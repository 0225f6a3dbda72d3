//! Storage traits and error types
//!
//! This module defines the trait interface for record stores and the
//! associated error types.

use crate::storage::Record;
use std::collections::HashSet;
use thiserror::Error;

/// Errors that can occur during storage operations
#[derive(Debug, Error)]
pub enum StorageError {
    #[error("Record not found: {0}")]
    NotFound(String),

    #[error("Duplicate key: {0}")]
    DuplicateKey(String),

    #[error("Serialization error: {0}")]
    Serialization(#[from] serde_json::Error),

    #[error("IO error: {0}")]
    Io(#[from] std::io::Error),
}

/// Result type for storage operations
pub type StorageResult<T> = Result<T, StorageError>;

/// Trait for durable record store implementations
///
/// Every mutation is persisted before it returns. A failed mutation leaves the
/// in-memory view identical to the last successfully persisted state.
pub trait RecordStore {
    /// All records in sequence order
    fn records(&self) -> &[Record];

    /// Looks up a record by key
    fn get(&self, key: &str) -> Option<&Record>;

    fn len(&self) -> usize {
        self.records().len()
    }

    fn is_empty(&self) -> bool {
        self.records().is_empty()
    }

    fn contains(&self, key: &str) -> bool {
        self.get(key).is_some()
    }

    /// Appends a record as number `len() + 1`
    ///
    /// Any sequence number on `record` is overwritten. Fails with
    /// `DuplicateKey` if the key is already stored.
    ///
    /// # Returns
    ///
    /// The assigned sequence number
    fn append(&mut self, record: Record) -> StorageResult<u64>;

    /// Replaces the record stored under `key`, keeping its position and
    /// sequence number
    fn update_at(&mut self, key: &str, record: Record) -> StorageResult<()>;

    /// Drops every record whose key is not in `keep`
    ///
    /// Survivors keep their relative order and are renumbered 1..N. Cleanup
    /// of anything associated with the removed records is up to the caller.
    ///
    /// # Returns
    ///
    /// The removed records, in their former order
    fn remove_all_except(&mut self, keep: &HashSet<String>) -> StorageResult<Vec<Record>>;

    /// Removes every record
    fn clear(&mut self) -> StorageResult<()>;
}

▶ _AIM OF THE EXERCISE_
Write out the lines from the one containing "fn is_empty(&self) ->" through the last line of the records above. Include both of those lines and nothing else.

▶ _SOLUTION TO THIS TASK_
    fn is_empty(&self) -> bool {
        self.records().is_empty()
    }

    fn contains(&self, key: &str) -> bool {
        self.get(key).is_some()
    }

    /// Appends a record as number `len() + 1`
    ///
    /// Any sequence number on `record` is overwritten. Fails with
    /// `DuplicateKey` if the key is already stored.
    ///
    /// # Returns
    ///
    /// The assigned sequence number
    fn append(&mut self, record: Record) -> StorageResult<u64>;

    /// Replaces the record stored under `key`, keeping its position and
    /// sequence number
    fn update_at(&mut self, key: &str, record: Record) -> StorageResult<()>;

    /// Drops every record whose key is not in `keep`
    ///
    /// Survivors keep their relative order and are renumbered 1..N. Cleanup
    /// of anything associated with the removed records is up to the caller.
    ///
    /// # Returns
    ///
    /// The removed records, in their former order
    fn remove_all_except(&mut self, keep: &HashSet<String>) -> StorageResult<Vec<Record>>;

    /// Removes every record
    fn clear(&mut self) -> StorageResult<()>;
}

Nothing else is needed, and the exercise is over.